#### TASK TO COMPLETE
Give the lines of the material verbatim, from the first line to the line with "includes, breadth first.", including both.

#### DATASET RECORDS

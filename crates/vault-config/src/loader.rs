//! Loader for configuration split across several files.
//!
//! A file may list others under `include`; included files may include
//! further files. The top-level sections of all files are merged into one
//! table, each section owned by exactly one file, and the result is
//! deserialized and validated as a single [`Config`].

use crate::{resolve_env_vars, Config, ConfigError};
use std::collections::{HashMap, HashSet, VecDeque};
use std::path::{Path, PathBuf};

pub struct ConfigLoader {
	/// Directory relative includes are resolved against.
	root: PathBuf,
	seen: HashSet<PathBuf>,
	owners: HashMap<String, PathBuf>,
}

impl ConfigLoader {
	pub fn new(root: impl AsRef<Path>) -> Self {
		Self {
			root: root.as_ref().to_path_buf(),
			seen: HashSet::new(),
			owners: HashMap::new(),
		}
	}

	/// Reads `entry` and everything it includes, breadth first.
	pub async fn load_config(&mut self, entry: impl AsRef<Path>) -> Result<Config, ConfigError> {
		let mut merged = toml::Table::new();
		let mut pending = VecDeque::from([entry.as_ref().to_path_buf()]);

		while let Some(next) = pending.pop_front() {
			let (path, mut table) = self.read_table(&next).await?;
			if let Some(includes) = table.remove("include") {
				pending.extend(include_paths(&includes)?);
			}
			for (section, value) in table {
				if let Some(owner) = self.owners.get(&section) {
					return Err(ConfigError::Validation(format!(
						"Section '{}' is defined in both {} and {}",
						section,
						owner.display(),
						path.display()
					)));
				}
				self.owners.insert(section.clone(), path.clone());
				merged.insert(section, value);
			}
		}

		let config: Config = toml::Value::Table(merged).try_into()?;
		config.validate()?;
		Ok(config)
	}

	/// Parses one file after environment resolution. Each file may be read
	/// once per load.
	async fn read_table(&mut self, path: &Path) -> Result<(PathBuf, toml::Table), ConfigError> {
		let path = if path.is_absolute() {
			path.to_path_buf()
		} else {
			self.root.join(path)
		};
		let canonical = tokio::fs::canonicalize(&path).await.map_err(|e| {
			ConfigError::Io(std::io::Error::new(
				e.kind(),
				format!("Configuration file {}: {}", path.display(), e),
			))
		})?;
		if !self.seen.insert(canonical.clone()) {
			return Err(ConfigError::Validation(format!(
				"{} is included more than once",
				canonical.display()
			)));
		}

		let raw = tokio::fs::read_to_string(&canonical).await?;
		let table: toml::Table = toml::from_str(&resolve_env_vars(&raw)?)?;
		Ok((canonical, table))
	}
}

/// Accepts `include = "file"` or `include = ["a", "b"]`.
fn include_paths(value: &toml::Value) -> Result<Vec<PathBuf>, ConfigError> {
	let invalid = || ConfigError::Validation("include must be a path or a list of paths".into());
	match value {
		toml::Value::String(path) => Ok(vec![PathBuf::from(path)]),
		toml::Value::Array(items) => items
			.iter()
			.map(|item| item.as_str().map(PathBuf::from).ok_or_else(invalid))
			.collect(),
		_ => Err(invalid()),
	}
}

#[cfg(test)]
mod tests {
	use super::*;
	use crate::tests::MINIMAL;
	use std::fs;
	use tempfile::TempDir;

	#[tokio::test]
	async fn test_from_file_without_includes() {
		let dir = TempDir::new().unwrap();
		fs::write(dir.path().join("vault.toml"), MINIMAL).unwrap();

		let config = Config::from_file(dir.path().join("vault.toml")).await.unwrap();
		assert_eq!(config.service.id, "vault-test");
	}

	#[tokio::test]
	async fn test_sections_merge_across_includes() {
		let dir = TempDir::new().unwrap();

		let main_config = r#"
include = ["backends.toml", "secrets.toml"]

[service]
id = "vault-split"
"#;
		let backends = r#"
[storage]
primary = "memory"
[storage.implementations.memory]

[notifications]
primary = "log"
from_address = "orders@example.co.uk"
operations_address = "ops@example.co.uk"
[notifications.implementations.log]

[documents]
primary = "template"
[documents.implementations.template]
"#;
		let secrets = r#"
[webhook]
signing_secret = "whsec_split"
"#;

		for (name, body) in [
			("vault.toml", main_config),
			("backends.toml", backends),
			("secrets.toml", secrets),
		] {
			fs::write(dir.path().join(name), body).unwrap();
		}

		let config = ConfigLoader::new(dir.path())
			.load_config("vault.toml")
			.await
			.unwrap();

		assert_eq!(config.service.id, "vault-split");
		assert_eq!(config.storage.primary, "memory");
		assert_eq!(
			config.webhook.unwrap().signing_secret.expose_secret(),
			"whsec_split"
		);
	}

	#[tokio::test]
	async fn test_nested_include() {
		let dir = TempDir::new().unwrap();
		let (head, tail) = MINIMAL.split_at(MINIMAL.find("[storage]").unwrap());
		fs::write(
			dir.path().join("vault.toml"),
			format!("include = \"service.toml\"\n{}", tail),
		)
		.unwrap();
		fs::write(
			dir.path().join("service.toml"),
			format!("include = [\"jobs.toml\"]\n{}", head),
		)
		.unwrap();
		fs::write(dir.path().join("jobs.toml"), "[jobs]\nbatch_size = 5\n").unwrap();

		let config = ConfigLoader::new(dir.path())
			.load_config("vault.toml")
			.await
			.unwrap();
		assert_eq!(config.service.id, "vault-test");
		assert_eq!(config.jobs.batch_size, 5);
	}

	#[tokio::test]
	async fn test_section_in_two_files_is_rejected() {
		let dir = TempDir::new().unwrap();
		fs::write(
			dir.path().join("vault.toml"),
			"include = [\"other.toml\"]\n[service]\nid = \"a\"\n",
		)
		.unwrap();
		fs::write(dir.path().join("other.toml"), "[service]\nid = \"b\"\n").unwrap();

		let err = ConfigLoader::new(dir.path())
			.load_config("vault.toml")
			.await
			.unwrap_err();
		assert!(err.to_string().contains("Section 'service' is defined in both"));
	}

	#[tokio::test]
	async fn test_include_cycle_is_rejected() {
		let dir = TempDir::new().unwrap();
		fs::write(dir.path().join("a.toml"), "include = \"b.toml\"\n").unwrap();
		fs::write(dir.path().join("b.toml"), "include = \"a.toml\"\n").unwrap();

		let err = ConfigLoader::new(dir.path())
			.load_config("a.toml")
			.await
			.unwrap_err();
		assert!(err.to_string().contains("included more than once"));
	}

	#[test]
	fn test_include_must_be_paths() {
		let value: toml::Value = toml::from_str("include = [1]").unwrap();
		assert!(include_paths(&value["include"]).is_err());
		assert!(include_paths(&toml::Value::Integer(3)).is_err());
	}
}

#### ANSWER SPACE
filename crates/vault-config/src/loader.rs
//! Loader for configuration split across several files.
//!
//! A file may list others under `include`; included files may include
//! further files. The top-level sections of all files are merged into one
//! table, each section owned by exactly one file, and the result is
//! deserialized and validated as a single [`Config`].

use crate::{resolve_env_vars, Config, ConfigError};
use std::collections::{HashMap, HashSet, VecDeque};
use std::path::{Path, PathBuf};

pub struct ConfigLoader {
	/// Directory relative includes are resolved against.
	root: PathBuf,
	seen: HashSet<PathBuf>,
	owners: HashMap<String, PathBuf>,
}

impl ConfigLoader {
	pub fn new(root: impl AsRef<Path>) -> Self {
		Self {
			root: root.as_ref().to_path_buf(),
			seen: HashSet::new(),
			owners: HashMap::new(),
		}
	}

	/// Reads `entry` and everything it includes, breadth first.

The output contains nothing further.